> _Entries provided_
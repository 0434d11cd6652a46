//! Topology model construction.
//!
//! This file contains the validating builder for the topology model. The
//! builder rejects name and address collisions and overlapping subnets at
//! insertion time; `freeze` produces the immutable model the compiler
//! consumes. There is no mutation after freezing.

use std::net::Ipv4Addr;

use ipnet::Ipv4Net;
use log::debug;

use super::types::{
    Attachment, Endpoint, Interface, Link, LinkId, Node, NodeId, Role, Segment, SegmentId,
    Topology,
};

/// Model construction errors
#[derive(Debug, thiserror::Error)]
pub enum ModelError {
    #[error("duplicate name '{name}' within {scope}")]
    DuplicateName { name: String, scope: String },
    #[error("subnet {new} overlaps already-registered subnet {existing}")]
    OverlappingSubnet { new: Ipv4Net, existing: Ipv4Net },
    #[error("link endpoints {a} and {b} do not share a subnet")]
    MismatchedLinkSubnet { a: Ipv4Net, b: Ipv4Net },
    #[error("address {addr} is already assigned to interface '{interface}'")]
    DuplicateAddress { addr: Ipv4Addr, interface: String },
    #[error("both endpoints of a link sit on node '{node}'")]
    SelfLink { node: String },
    #[error("segment '{name}' needs at least one member interface")]
    EmptySegment { name: String },
}

/// One attachment of a shared segment: node, interface name, address.
pub type SegmentMemberSpec = (NodeId, String, Ipv4Net);

/// Incremental, validating constructor for [`Topology`].
#[derive(Debug, Default)]
pub struct TopologyBuilder {
    nodes: Vec<Node>,
    links: Vec<Link>,
    segments: Vec<Segment>,
    subnets: Vec<Ipv4Net>,
}

impl TopologyBuilder {
    pub fn new() -> Self {
        Self::default()
    }

    /// Add a node. Routers get forwarding enabled; hosts do not.
    pub fn add_node(&mut self, name: &str, role: Role) -> Result<NodeId, ModelError> {
        if self.nodes.iter().any(|n| n.name == name) {
            return Err(ModelError::DuplicateName {
                name: name.to_string(),
                scope: "topology".to_string(),
            });
        }
        let id = NodeId(self.nodes.len());
        self.nodes.push(Node {
            name: name.to_string(),
            role,
            forwarding_enabled: role == Role::Router,
            interfaces: Vec::new(),
        });
        debug!("Added node '{}' as {:?}", name, role);
        Ok(id)
    }

    /// Add a point-to-point link, creating one interface on each node.
    ///
    /// Both endpoint addresses must fall in the same subnet; that subnet is
    /// registered and must not overlap any previously registered one.
    pub fn add_link(
        &mut self,
        a: NodeId,
        iface_a: &str,
        addr_a: Ipv4Net,
        b: NodeId,
        iface_b: &str,
        addr_b: Ipv4Net,
    ) -> Result<LinkId, ModelError> {
        if addr_a.trunc() != addr_b.trunc() {
            return Err(ModelError::MismatchedLinkSubnet {
                a: addr_a,
                b: addr_b,
            });
        }
        if a == b {
            return Err(ModelError::SelfLink {
                node: self.nodes[a.0].name.clone(),
            });
        }
        // Subnet overlap is checked before any address collision so an
        // intersecting CIDR always surfaces as the overlap error
        self.check_subnet_free(addr_a.trunc())?;
        self.check_interface_free(a, iface_a)?;
        self.check_interface_free(b, iface_b)?;
        self.check_address_free(addr_a.addr())?;
        self.check_address_free(addr_b.addr())?;
        if addr_a.addr() == addr_b.addr() {
            return Err(ModelError::DuplicateAddress {
                addr: addr_b.addr(),
                interface: iface_a.to_string(),
            });
        }
        self.subnets.push(addr_a.trunc());

        let id = LinkId(self.links.len());
        let ep_a = self.attach(a, iface_a, addr_a, Attachment::Link(id));
        let ep_b = self.attach(b, iface_b, addr_b, Attachment::Link(id));
        self.links.push(Link { a: ep_a, b: ep_b });
        debug!(
            "Linked {}:{} ({}) <-> {}:{} ({})",
            self.nodes[a.0].name, iface_a, addr_a, self.nodes[b.0].name, iface_b, addr_b
        );
        Ok(id)
    }

    /// Add a shared broadcast segment with one interface per member.
    ///
    /// All member addresses must share one subnet, registered like a link's.
    pub fn add_segment(
        &mut self,
        name: &str,
        members: &[SegmentMemberSpec],
    ) -> Result<SegmentId, ModelError> {
        let Some((_, _, first_addr)) = members.first() else {
            return Err(ModelError::EmptySegment {
                name: name.to_string(),
            });
        };
        if self.segments.iter().any(|s| s.name == name) {
            return Err(ModelError::DuplicateName {
                name: name.to_string(),
                scope: "segments".to_string(),
            });
        }
        let subnet = first_addr.trunc();
        for (_, _, addr) in members {
            if addr.trunc() != subnet {
                return Err(ModelError::MismatchedLinkSubnet {
                    a: *first_addr,
                    b: *addr,
                });
            }
        }
        self.check_subnet_free(subnet)?;
        for (_, iface_name, addr) in members {
            self.check_address_free(addr.addr())?;
            if members
                .iter()
                .filter(|(_, _, other)| other.addr() == addr.addr())
                .count()
                > 1
            {
                return Err(ModelError::DuplicateAddress {
                    addr: addr.addr(),
                    interface: iface_name.clone(),
                });
            }
        }
        for (node, iface_name, _) in members {
            self.check_interface_free(*node, iface_name)?;
        }
        self.subnets.push(subnet);

        let id = SegmentId(self.segments.len());
        let endpoints = members
            .iter()
            .map(|(node, iface_name, addr)| {
                self.attach(*node, iface_name, *addr, Attachment::Segment(id))
            })
            .collect();
        self.segments.push(Segment {
            name: name.to_string(),
            members: endpoints,
        });
        debug!("Added segment '{}' on {} with {} members", name, subnet, members.len());
        Ok(id)
    }

    /// Freeze the model. The designated router ordering is creation order.
    pub fn freeze(self) -> Topology {
        let router_order = self
            .nodes
            .iter()
            .enumerate()
            .filter(|(_, n)| n.is_router())
            .map(|(i, _)| NodeId(i))
            .collect();
        Topology {
            nodes: self.nodes,
            links: self.links,
            segments: self.segments,
            subnets: self.subnets,
            router_order,
        }
    }

    fn attach(&mut self, node: NodeId, name: &str, addr: Ipv4Net, attachment: Attachment) -> Endpoint {
        let interfaces = &mut self.nodes[node.0].interfaces;
        let iface = interfaces.len();
        interfaces.push(Interface {
            name: name.to_string(),
            addr,
            attachment,
        });
        Endpoint { node, iface }
    }

    fn check_interface_free(&self, node: NodeId, name: &str) -> Result<(), ModelError> {
        if self.nodes[node.0].interface(name).is_some() {
            return Err(ModelError::DuplicateName {
                name: name.to_string(),
                scope: format!("node '{}'", self.nodes[node.0].name),
            });
        }
        Ok(())
    }

    fn check_address_free(&self, addr: Ipv4Addr) -> Result<(), ModelError> {
        for node in &self.nodes {
            if let Some(iface) = node.interfaces.iter().find(|iface| iface.ip() == addr) {
                return Err(ModelError::DuplicateAddress {
                    addr,
                    interface: iface.name.clone(),
                });
            }
        }
        Ok(())
    }

    fn check_subnet_free(&self, subnet: Ipv4Net) -> Result<(), ModelError> {
        for &existing in &self.subnets {
            if existing.contains(&subnet.network()) || subnet.contains(&existing.network()) {
                return Err(ModelError::OverlappingSubnet {
                    new: subnet,
                    existing,
                });
            }
        }
        Ok(())
    }
}

#[cfg(test)]
mod tests {
    use super::*;

    fn net(s: &str) -> Ipv4Net {
        s.parse().unwrap()
    }

    #[test]
    fn test_duplicate_node_name() {
        let mut builder = TopologyBuilder::new();
        builder.add_node("r1", Role::Router).unwrap();
        let err = builder.add_node("r1", Role::Host).unwrap_err();
        assert!(matches!(err, ModelError::DuplicateName { .. }));
    }

    #[test]
    fn test_duplicate_interface_name() {
        let mut builder = TopologyBuilder::new();
        let r1 = builder.add_node("r1", Role::Router).unwrap();
        let r2 = builder.add_node("r2", Role::Router).unwrap();
        let r3 = builder.add_node("r3", Role::Router).unwrap();
        builder
            .add_link(r1, "r1-eth1", net("10.0.0.1/24"), r2, "r2-eth1", net("10.0.0.2/24"))
            .unwrap();
        let err = builder
            .add_link(r1, "r1-eth1", net("10.0.1.1/24"), r3, "r3-eth1", net("10.0.1.2/24"))
            .unwrap_err();
        assert!(matches!(err, ModelError::DuplicateName { .. }));
    }

    #[test]
    fn test_overlapping_subnets() {
        let mut builder = TopologyBuilder::new();
        let r1 = builder.add_node("r1", Role::Router).unwrap();
        let r2 = builder.add_node("r2", Role::Router).unwrap();
        builder
            .add_link(r1, "r1-eth1", net("10.0.0.1/24"), r2, "r2-eth1", net("10.0.0.2/24"))
            .unwrap();

        // Exact duplicate on a second link is an overlap
        let err = builder
            .add_link(r1, "r1-eth2", net("10.0.0.3/24"), r2, "r2-eth2", net("10.0.0.4/24"))
            .unwrap_err();
        assert!(matches!(err, ModelError::OverlappingSubnet { .. }));

        // A wider block containing an existing /24 is an overlap too, and
        // the overlap is reported even though 10.0.0.1 also collides with
        // an assigned address
        let err = builder
            .add_link(r1, "r1-eth2", net("10.0.0.1/16"), r2, "r2-eth2", net("10.0.1.2/16"))
            .unwrap_err();
        assert!(matches!(err, ModelError::OverlappingSubnet { .. }));

        // Fresh addresses inside the wider block hit the same overlap
        let err = builder
            .add_link(r1, "r1-eth2", net("10.0.0.5/16"), r2, "r2-eth2", net("10.0.1.6/16"))
            .unwrap_err();
        assert!(matches!(err, ModelError::OverlappingSubnet { .. }));
    }

    #[test]
    fn test_self_link_rejected() {
        let mut builder = TopologyBuilder::new();
        let r1 = builder.add_node("r1", Role::Router).unwrap();
        let err = builder
            .add_link(r1, "r1-eth1", net("10.0.0.1/24"), r1, "r1-eth2", net("10.0.0.2/24"))
            .unwrap_err();
        assert!(matches!(err, ModelError::SelfLink { .. }));
        // Nothing half-built sticks around after the rejection
        let topology = builder.freeze();
        assert!(topology.node(r1).interfaces.is_empty());
        assert!(topology.subnets().is_empty());
    }

    #[test]
    fn test_mismatched_link_subnet() {
        let mut builder = TopologyBuilder::new();
        let r1 = builder.add_node("r1", Role::Router).unwrap();
        let r2 = builder.add_node("r2", Role::Router).unwrap();
        let err = builder
            .add_link(r1, "r1-eth1", net("10.0.0.1/24"), r2, "r2-eth1", net("10.0.1.2/24"))
            .unwrap_err();
        assert!(matches!(err, ModelError::MismatchedLinkSubnet { .. }));
    }

    #[test]
    fn test_duplicate_address_across_links() {
        let mut builder = TopologyBuilder::new();
        let r1 = builder.add_node("r1", Role::Router).unwrap();
        let r2 = builder.add_node("r2", Role::Router).unwrap();
        let h1 = builder.add_node("h1", Role::Host).unwrap();
        builder
            .add_link(r1, "r1-eth1", net("10.0.0.1/24"), r2, "r2-eth1", net("10.0.0.2/24"))
            .unwrap();
        // Same host address inside a segment that would share the subnet is
        // caught by the overlap check first, so collide inside a fresh one
        let err = builder.add_segment(
            "s1",
            &[
                (h1, "h1-eth0".to_string(), net("10.0.1.10/24")),
                (r1, "r1-eth2".to_string(), net("10.0.1.10/24")),
            ],
        );
        assert!(matches!(err.unwrap_err(), ModelError::DuplicateAddress { .. }));
    }

    #[test]
    fn test_segment_members_share_subnet() {
        let mut builder = TopologyBuilder::new();
        let r1 = builder.add_node("r1", Role::Router).unwrap();
        let h1 = builder.add_node("h1", Role::Host).unwrap();
        let err = builder.add_segment(
            "s1",
            &[
                (r1, "r1-eth1".to_string(), net("10.0.0.1/24")),
                (h1, "h1-eth0".to_string(), net("10.0.1.10/24")),
            ],
        );
        assert!(matches!(err.unwrap_err(), ModelError::MismatchedLinkSubnet { .. }));
    }

    #[test]
    fn test_freeze_router_order_and_forwarding() {
        let mut builder = TopologyBuilder::new();
        let r1 = builder.add_node("r1", Role::Router).unwrap();
        let h1 = builder.add_node("h1", Role::Host).unwrap();
        let r2 = builder.add_node("r2", Role::Router).unwrap();
        builder
            .add_link(r1, "r1-eth1", net("10.0.0.1/24"), r2, "r2-eth1", net("10.0.0.2/24"))
            .unwrap();
        let topology = builder.freeze();

        assert_eq!(topology.router_order(), &[r1, r2]);
        assert!(topology.node(r1).forwarding_enabled);
        assert!(!topology.node(h1).forwarding_enabled);
        assert_eq!(topology.subnets(), &[net("10.0.0.0/24")]);
    }
}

> _Assignment_
List all lines from the entries that include the word "addresses".

> _Answer to the exercise_
    /// Both endpoint addresses must fall in the same subnet; that subnet is
    /// All member addresses must share one subnet, registered like a link's.
        // Fresh addresses inside the wider block hit the same overlap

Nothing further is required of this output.